▶ _What to work on_: Look through the records that follow. Copy every line containing the word "inserted".

▶ _Dataset excerpts_:

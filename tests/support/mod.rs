//! In-memory repository fakes shared by the integration tests.

#![allow(dead_code)]

use std::collections::{HashMap, HashSet};
use std::sync::Mutex;
use std::sync::atomic::{AtomicBool, AtomicUsize, Ordering};

use async_trait::async_trait;
use modverse::application::repos::{
    CounterColumnsRepo, CounterUpdate, HealthRepo, ModRelationsRepo, RelationCommit, RepoError,
};
use modverse::domain::types::{CounterColumn, Relation, ResourceId, ResourceType, UserId};

/// Counter columns keyed by `(resource, id)`.
#[derive(Default)]
pub struct FakeColumns {
    rows: Mutex<HashMap<(ResourceType, ResourceId), HashMap<CounterColumn, i64>>>,
    reads: AtomicUsize,
    writes: AtomicUsize,
    fail_writes: AtomicBool,
    failing_reads: Mutex<HashSet<CounterColumn>>,
}

impl FakeColumns {
    pub fn new() -> Self {
        Self::default()
    }

    /// Insert a row with every owned column set to zero, then apply `values`.
    pub fn insert_row(&self, resource: ResourceType, id: ResourceId, values: &[(CounterColumn, i64)]) {
        let mut row: HashMap<CounterColumn, i64> =
            resource.columns().iter().map(|column| (*column, 0)).collect();
        for (column, value) in values {
            row.insert(*column, *value);
        }
        self.rows.lock().unwrap().insert((resource, id), row);
    }

    pub fn value(&self, resource: ResourceType, id: ResourceId, column: CounterColumn) -> Option<i64> {
        self.rows
            .lock()
            .unwrap()
            .get(&(resource, id))
            .and_then(|row| row.get(&column).copied())
    }

    /// Apply `delta` clamped at zero; `None` when the row is missing.
    pub fn adjust(
        &self,
        resource: ResourceType,
        id: ResourceId,
        column: CounterColumn,
        delta: i64,
    ) -> Option<i64> {
        let mut rows = self.rows.lock().unwrap();
        let row = rows.get_mut(&(resource, id))?;
        let entry = row.entry(column).or_insert(0);
        *entry = (*entry + delta).max(0);
        Some(*entry)
    }

    pub fn remove_row(&self, resource: ResourceType, id: ResourceId) {
        self.rows.lock().unwrap().remove(&(resource, id));
    }

    pub fn reads(&self) -> usize {
        self.reads.load(Ordering::SeqCst)
    }

    pub fn writes(&self) -> usize {
        self.writes.load(Ordering::SeqCst)
    }

    pub fn fail_writes(&self, fail: bool) {
        self.fail_writes.store(fail, Ordering::SeqCst);
    }

    /// Make reads of `column` fail until switched back.
    pub fn fail_reads(&self, column: CounterColumn, fail: bool) {
        let mut failing = self.failing_reads.lock().unwrap();
        if fail {
            failing.insert(column);
        } else {
            failing.remove(&column);
        }
    }
}

#[async_trait]
impl CounterColumnsRepo for FakeColumns {
    async fn read_counter(
        &self,
        resource: ResourceType,
        id: ResourceId,
        column: CounterColumn,
    ) -> Result<Option<i64>, RepoError> {
        self.reads.fetch_add(1, Ordering::SeqCst);
        if self.failing_reads.lock().unwrap().contains(&column) {
            return Err(RepoError::Timeout);
        }
        Ok(self.value(resource, id, column))
    }

    async fn write_counters(
        &self,
        resource: ResourceType,
        id: ResourceId,
        updates: &[CounterUpdate],
    ) -> Result<(), RepoError> {
        if self.fail_writes.load(Ordering::SeqCst) {
            return Err(RepoError::from_persistence("simulated write failure"));
        }
        let mut rows = self.rows.lock().unwrap();
        let row = rows.get_mut(&(resource, id)).ok_or(RepoError::NotFound)?;
        for update in updates {
            row.insert(update.column, update.value);
        }
        self.writes.fetch_add(1, Ordering::SeqCst);
        Ok(())
    }
}

/// Relation rows; likes adjust `mods.likes` on the linked [`FakeColumns`].
pub struct FakeRelations {
    columns: std::sync::Arc<FakeColumns>,
    rows: Mutex<HashSet<(Relation, UserId, ResourceId)>>,
    exists_calls: AtomicUsize,
}

impl FakeRelations {
    pub fn new(columns: std::sync::Arc<FakeColumns>) -> Self {
        Self {
            columns,
            rows: Mutex::new(HashSet::new()),
            exists_calls: AtomicUsize::new(0),
        }
    }

    pub fn exists_calls(&self) -> usize {
        self.exists_calls.load(Ordering::SeqCst)
    }

    pub fn contains(&self, relation: Relation, user: UserId, mod_id: ResourceId) -> bool {
        self.rows.lock().unwrap().contains(&(relation, user, mod_id))
    }

    /// Insert a row without touching counters, as if written by another process.
    pub fn seed(&self, relation: Relation, user: UserId, mod_id: ResourceId) {
        self.rows.lock().unwrap().insert((relation, user, mod_id));
    }
}

#[async_trait]
impl ModRelationsRepo for FakeRelations {
    async fn relation_exists(
        &self,
        relation: Relation,
        user: UserId,
        mod_id: ResourceId,
    ) -> Result<bool, RepoError> {
        self.exists_calls.fetch_add(1, Ordering::SeqCst);
        Ok(self.contains(relation, user, mod_id))
    }

    async fn create_relation(
        &self,
        relation: Relation,
        user: UserId,
        mod_id: ResourceId,
    ) -> Result<RelationCommit, RepoError> {
        if self.columns.value(ResourceType::Mod, mod_id, CounterColumn::Likes).is_none() {
            return Err(RepoError::InvalidInput {
                message: "violates foreign key constraint".to_string(),
            });
        }
        let inserted = self.rows.lock().unwrap().insert((relation, user, mod_id));
        if !inserted {
            return Err(RepoError::Duplicate {
                constraint: format!("{}_user_mod_key", relation.table()),
            });
        }
        let counter = relation
            .counter()
            .and_then(|column| self.columns.adjust(ResourceType::Mod, mod_id, column, 1));
        Ok(RelationCommit { counter })
    }

    async fn delete_relation(
        &self,
        relation: Relation,
        user: UserId,
        mod_id: ResourceId,
    ) -> Result<Option<RelationCommit>, RepoError> {
        let removed = self.rows.lock().unwrap().remove(&(relation, user, mod_id));
        if !removed {
            return Ok(None);
        }
        let counter = relation
            .counter()
            .and_then(|column| self.columns.adjust(ResourceType::Mod, mod_id, column, -1));
        Ok(Some(RelationCommit { counter }))
    }
}

/// Health check with a switchable outcome.
#[derive(Default)]
pub struct FakeHealth {
    down: AtomicBool,
}

impl FakeHealth {
    pub fn set_down(&self, down: bool) {
        self.down.store(down, Ordering::SeqCst);
    }
}

#[async_trait]
impl HealthRepo for FakeHealth {
    async fn ping(&self) -> Result<(), RepoError> {
        if self.down.load(Ordering::SeqCst) {
            Err(RepoError::Timeout)
        } else {
            Ok(())
        }
    }
}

▶ _Expected answer_:
        let inserted = self.rows.lock().unwrap().insert((relation, user, mod_id));
        if !inserted {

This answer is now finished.